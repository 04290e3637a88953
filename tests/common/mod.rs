#![allow(dead_code)]

use camino::Utf8PathBuf;
use reqwest::StatusCode;
use serde_json::{json, Value};
use std::collections::HashMap;
use std::fs;
use std::sync::{Arc, Mutex};
use std::time::Duration;
use tempfile::TempDir;
use url::Url;
use verifier::api::{ApiClientError, ExplorerApi, ExplorerResponse, Sleeper};
use verifier::config::ApiKey;
use verifier::errors::RequestFailure;

pub const ADDRESS: &str = "0x0eFbf4be712Ed78f899b306B5d919Bb167676ebe";
pub const CONTRACT_NAME: &str = "project/contracts/KipuBank.sol:KipuBank";
pub const GUID: &str = "ezq878u486pzijkvvmerl6a9mzwhv6sefgvqi5tkwceejc7tvn";

pub fn api_key() -> ApiKey {
    ApiKey::new("TESTKEYTESTKEYTESTKEYTESTKEYTESTK1").unwrap()
}

pub fn transport_failure() -> ApiClientError {
    ApiClientError::from(RequestFailure::new(
        Url::parse("https://api-sepolia.etherscan.io/api").unwrap(),
        StatusCode::BAD_GATEWAY,
        "upstream unavailable",
    ))
}

/// Explorer double: a canned submission answer plus a per-guid script of
/// status answers. The last scripted answer repeats once exhausted.
pub struct ScriptedExplorer {
    submit_response: Mutex<Option<Result<ExplorerResponse, ApiClientError>>>,
    scripts: HashMap<String, Vec<ExplorerResponse>>,
    status_failure: bool,
    pub submissions: Mutex<Vec<Vec<(&'static str, String)>>>,
    pub status_calls: Mutex<HashMap<String, usize>>,
}

impl ScriptedExplorer {
    pub fn new() -> Self {
        Self {
            submit_response: Mutex::new(Some(Ok(ExplorerResponse::new("1", GUID)))),
            scripts: HashMap::new(),
            status_failure: false,
            submissions: Mutex::new(Vec::new()),
            status_calls: Mutex::new(HashMap::new()),
        }
    }

    pub fn with_submit_response(self, response: Result<ExplorerResponse, ApiClientError>) -> Self {
        *self.submit_response.lock().unwrap() = Some(response);
        self
    }

    pub fn with_script(mut self, guid: &str, script: Vec<ExplorerResponse>) -> Self {
        self.scripts.insert(guid.to_string(), script);
        self
    }

    pub fn with_status_failure(mut self) -> Self {
        self.status_failure = true;
        self
    }

    pub fn calls_for(&self, guid: &str) -> usize {
        self.status_calls
            .lock()
            .unwrap()
            .get(guid)
            .copied()
            .unwrap_or(0)
    }

    pub fn submission_count(&self) -> usize {
        self.submissions.lock().unwrap().len()
    }
}

impl ExplorerApi for ScriptedExplorer {
    fn submit_verification(
        &self,
        form: &[(&'static str, String)],
    ) -> Result<ExplorerResponse, ApiClientError> {
        self.submissions.lock().unwrap().push(form.to_vec());
        self.submit_response
            .lock()
            .unwrap()
            .take()
            .expect("submission attempted more than once")
    }

    fn check_verification_status(
        &self,
        guid: &str,
        _api_key: &ApiKey,
    ) -> Result<ExplorerResponse, ApiClientError> {
        let call = {
            let mut calls = self.status_calls.lock().unwrap();
            let count = calls.entry(guid.to_string()).or_insert(0);
            *count += 1;
            *count
        };

        if self.status_failure {
            return Err(transport_failure());
        }

        let script = self.scripts.get(guid).expect("no script for guid");
        let index = (call - 1).min(script.len() - 1);
        Ok(script[index].clone())
    }
}

/// Records requested delays instead of sleeping.
#[derive(Default)]
pub struct RecordingSleeper {
    pub slept: Mutex<Vec<Duration>>,
}

impl RecordingSleeper {
    pub fn new() -> Arc<Self> {
        Arc::new(Self::default())
    }

    pub fn total(&self) -> Duration {
        self.slept.lock().unwrap().iter().sum()
    }

    pub fn count(&self) -> usize {
        self.slept.lock().unwrap().len()
    }
}

impl Sleeper for RecordingSleeper {
    fn sleep(&self, duration: Duration) {
        self.slept.lock().unwrap().push(duration);
    }
}

pub fn pending(message: &str) -> ExplorerResponse {
    ExplorerResponse::new("0", message)
}

pub fn verified() -> ExplorerResponse {
    ExplorerResponse::new("1", "Pass - Verified")
}

pub fn build_info(overrides: Value) -> Value {
    let mut info = json!({
        "_format": "hh-sol-build-info-1",
        "solcVersion": "0.8.24",
        "input": {
            "language": "Solidity",
            "sources": {
                "project/contracts/KipuBank.sol": { "content": "contract KipuBank {}" }
            },
            "settings": {
                "optimizer": { "enabled": true, "runs": 200 },
                "outputSelection": {}
            }
        }
    });
    if let (Some(base), Some(extra)) = (info.as_object_mut(), overrides.as_object()) {
        for (key, value) in extra {
            base.insert(key.clone(), value.clone());
        }
    }
    info
}

pub fn write_json(dir: &TempDir, name: &str, value: &Value) -> Utf8PathBuf {
    let path = Utf8PathBuf::try_from(dir.path().join(name)).unwrap();
    fs::write(&path, serde_json::to_string_pretty(value).unwrap()).unwrap();
    path
}
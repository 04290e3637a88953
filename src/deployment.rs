use camino::{Utf8Path, Utf8PathBuf};
use serde::Deserialize;
use std::fs;
use thiserror::Error;

use crate::contract::{ContractAddress, ContractError};

#[derive(Debug, Error)]
pub enum DeploymentError {
    #[error("[E050] Failed to read deployment artifact {path}: {source}\n\nSuggestions:\n  • Deploy the contract first\n  • Check the chain id and module name in the path")]
    Io {
        path: Utf8PathBuf,
        #[source]
        source: std::io::Error,
    },

    #[error("[E051] Deployment artifact {path} is not valid JSON: {source}")]
    Json {
        path: Utf8PathBuf,
        #[source]
        source: serde_json::Error,
    },

    #[error("[E052] Address field not found in deployment artifact {0}")]
    MissingAddress(Utf8PathBuf),

    #[error("[E053] No deployment artifact specified\n\nSuggestions:\n  • Pass --deployment <FILE>\n  • Or pass both --module and --contract")]
    NoArtifact,

    #[error(transparent)]
    Address(#[from] ContractError),
}

impl DeploymentError {
    pub const fn error_code(&self) -> &'static str {
        match self {
            Self::Io { .. } => "E050",
            Self::Json { .. } => "E051",
            Self::MissingAddress(_) => "E052",
            Self::NoArtifact => "E053",
            Self::Address(e) => e.error_code(),
        }
    }
}

#[derive(Debug, Deserialize)]
struct DeployedContract {
    address: Option<String>,
}

/// Conventional location of an Ignition deployment artifact, relative
/// to `root`.
pub fn ignition_artifact_path(
    root: &Utf8Path,
    chain_id: u64,
    module: &str,
    contract: &str,
) -> Utf8PathBuf {
    root.join("ignition")
        .join("deployments")
        .join(format!("chain-{chain_id}"))
        .join("artifacts")
        .join(format!("{module}#{contract}.json"))
}

/// Reads the deployed address recorded in a deployment artifact.
///
/// # Errors
///
/// Will return `Err` if the file can't be read or parsed, or if the
/// `address` field is missing or isn't a valid address.
pub fn read_deployed_address(path: &Utf8Path) -> Result<ContractAddress, DeploymentError> {
    let content = fs::read_to_string(path).map_err(|source| DeploymentError::Io {
        path: path.to_path_buf(),
        source,
    })?;
    let deployed: DeployedContract =
        serde_json::from_str(&content).map_err(|source| DeploymentError::Json {
            path: path.to_path_buf(),
            source,
        })?;

    let address = deployed
        .address
        .filter(|a| !a.is_empty())
        .ok_or_else(|| DeploymentError::MissingAddress(path.to_path_buf()))?;

    Ok(ContractAddress::new(&address)?)
}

▶ The problem
Could you transcribe the whole listing exactly?

▶ Exercise result
repository 04290e3637a88953
filename tests/common/mod.rs
#![allow(dead_code)]

use camino::Utf8PathBuf;
use reqwest::StatusCode;
use serde_json::{json, Value};
use std::collections::HashMap;
use std::fs;
use std::sync::{Arc, Mutex};
use std::time::Duration;
use tempfile::TempDir;
use url::Url;
use verifier::api::{ApiClientError, ExplorerApi, ExplorerResponse, Sleeper};
use verifier::config::ApiKey;
use verifier::errors::RequestFailure;

pub const ADDRESS: &str = "0x0eFbf4be712Ed78f899b306B5d919Bb167676ebe";
pub const CONTRACT_NAME: &str = "project/contracts/KipuBank.sol:KipuBank";
pub const GUID: &str = "ezq878u486pzijkvvmerl6a9mzwhv6sefgvqi5tkwceejc7tvn";

pub fn api_key() -> ApiKey {
    ApiKey::new("TESTKEYTESTKEYTESTKEYTESTKEYTESTK1").unwrap()
}

pub fn transport_failure() -> ApiClientError {
    ApiClientError::from(RequestFailure::new(
        Url::parse("https://api-sepolia.etherscan.io/api").unwrap(),
        StatusCode::BAD_GATEWAY,
        "upstream unavailable",
    ))
}

/// Explorer double: a canned submission answer plus a per-guid script of
/// status answers. The last scripted answer repeats once exhausted.
pub struct ScriptedExplorer {
    submit_response: Mutex<Option<Result<ExplorerResponse, ApiClientError>>>,
    scripts: HashMap<String, Vec<ExplorerResponse>>,
    status_failure: bool,
    pub submissions: Mutex<Vec<Vec<(&'static str, String)>>>,
    pub status_calls: Mutex<HashMap<String, usize>>,
}

impl ScriptedExplorer {
    pub fn new() -> Self {
        Self {
            submit_response: Mutex::new(Some(Ok(ExplorerResponse::new("1", GUID)))),
            scripts: HashMap::new(),
            status_failure: false,
            submissions: Mutex::new(Vec::new()),
            status_calls: Mutex::new(HashMap::new()),
        }
    }

    pub fn with_submit_response(self, response: Result<ExplorerResponse, ApiClientError>) -> Self {
        *self.submit_response.lock().unwrap() = Some(response);
        self
    }

    pub fn with_script(mut self, guid: &str, script: Vec<ExplorerResponse>) -> Self {
        self.scripts.insert(guid.to_string(), script);
        self
    }

    pub fn with_status_failure(mut self) -> Self {
        self.status_failure = true;
        self
    }

    pub fn calls_for(&self, guid: &str) -> usize {
        self.status_calls
            .lock()
            .unwrap()
            .get(guid)
            .copied()
            .unwrap_or(0)
    }

    pub fn submission_count(&self) -> usize {
        self.submissions.lock().unwrap().len()
    }
}

impl ExplorerApi for ScriptedExplorer {
    fn submit_verification(
        &self,
        form: &[(&'static str, String)],
    ) -> Result<ExplorerResponse, ApiClientError> {
        self.submissions.lock().unwrap().push(form.to_vec());
        self.submit_response
            .lock()
            .unwrap()
            .take()
            .expect("submission attempted more than once")
    }

    fn check_verification_status(
        &self,
        guid: &str,
        _api_key: &ApiKey,
    ) -> Result<ExplorerResponse, ApiClientError> {
        let call = {
            let mut calls = self.status_calls.lock().unwrap();
            let count = calls.entry(guid.to_string()).or_insert(0);
            *count += 1;
            *count
        };

        if self.status_failure {
            return Err(transport_failure());
        }

        let script = self.scripts.get(guid).expect("no script for guid");
        let index = (call - 1).min(script.len() - 1);
        Ok(script[index].clone())
    }
}

/// Records requested delays instead of sleeping.
#[derive(Default)]
pub struct RecordingSleeper {
    pub slept: Mutex<Vec<Duration>>,
}

impl RecordingSleeper {
    pub fn new() -> Arc<Self> {
        Arc::new(Self::default())
    }

    pub fn total(&self) -> Duration {
        self.slept.lock().unwrap().iter().sum()
    }

    pub fn count(&self) -> usize {
        self.slept.lock().unwrap().len()
    }
}

impl Sleeper for RecordingSleeper {
    fn sleep(&self, duration: Duration) {
        self.slept.lock().unwrap().push(duration);
    }
}

pub fn pending(message: &str) -> ExplorerResponse {
    ExplorerResponse::new("0", message)
}

pub fn verified() -> ExplorerResponse {
    ExplorerResponse::new("1", "Pass - Verified")
}

pub fn build_info(overrides: Value) -> Value {
    let mut info = json!({
        "_format": "hh-sol-build-info-1",
        "solcVersion": "0.8.24",
        "input": {
            "language": "Solidity",
            "sources": {
                "project/contracts/KipuBank.sol": { "content": "contract KipuBank {}" }
            },
            "settings": {
                "optimizer": { "enabled": true, "runs": 200 },
                "outputSelection": {}
            }
        }
    });
    if let (Some(base), Some(extra)) = (info.as_object_mut(), overrides.as_object()) {
        for (key, value) in extra {
            base.insert(key.clone(), value.clone());
        }
    }
    info
}

pub fn write_json(dir: &TempDir, name: &str, value: &Value) -> Utf8PathBuf {
    let path = Utf8PathBuf::try_from(dir.path().join(name)).unwrap();
    fs::write(&path, serde_json::to_string_pretty(value).unwrap()).unwrap();
    path
}
repository 04290e3637a88953
filename src/deployment.rs
use camino::{Utf8Path, Utf8PathBuf};
use serde::Deserialize;
use std::fs;
use thiserror::Error;

use crate::contract::{ContractAddress, ContractError};

#[derive(Debug, Error)]
pub enum DeploymentError {
    #[error("[E050] Failed to read deployment artifact {path}: {source}\n\nSuggestions:\n  • Deploy the contract first\n  • Check the chain id and module name in the path")]
    Io {
        path: Utf8PathBuf,
        #[source]
        source: std::io::Error,
    },

    #[error("[E051] Deployment artifact {path} is not valid JSON: {source}")]
    Json {
        path: Utf8PathBuf,
        #[source]
        source: serde_json::Error,
    },

    #[error("[E052] Address field not found in deployment artifact {0}")]
    MissingAddress(Utf8PathBuf),

    #[error("[E053] No deployment artifact specified\n\nSuggestions:\n  • Pass --deployment <FILE>\n  • Or pass both --module and --contract")]
    NoArtifact,

    #[error(transparent)]
    Address(#[from] ContractError),
}

impl DeploymentError {
    pub const fn error_code(&self) -> &'static str {
        match self {
            Self::Io { .. } => "E050",
            Self::Json { .. } => "E051",
            Self::MissingAddress(_) => "E052",
            Self::NoArtifact => "E053",
            Self::Address(e) => e.error_code(),
        }
    }
}

#[derive(Debug, Deserialize)]
struct DeployedContract {
    address: Option<String>,
}

/// Conventional location of an Ignition deployment artifact, relative
/// to `root`.
pub fn ignition_artifact_path(
    root: &Utf8Path,
    chain_id: u64,
    module: &str,
    contract: &str,
) -> Utf8PathBuf {
    root.join("ignition")
        .join("deployments")
        .join(format!("chain-{chain_id}"))
        .join("artifacts")
        .join(format!("{module}#{contract}.json"))
}

/// Reads the deployed address recorded in a deployment artifact.
///
/// # Errors
///
/// Will return `Err` if the file can't be read or parsed, or if the
/// `address` field is missing or isn't a valid address.
pub fn read_deployed_address(path: &Utf8Path) -> Result<ContractAddress, DeploymentError> {
    let content = fs::read_to_string(path).map_err(|source| DeploymentError::Io {
        path: path.to_path_buf(),
        source,
    })?;
    let deployed: DeployedContract =
        serde_json::from_str(&content).map_err(|source| DeploymentError::Json {
            path: path.to_path_buf(),
            source,
        })?;

    let address = deployed
        .address
        .filter(|a| !a.is_empty())
        .ok_or_else(|| DeploymentError::MissingAddress(path.to_path_buf()))?;

    Ok(ContractAddress::new(&address)?)
}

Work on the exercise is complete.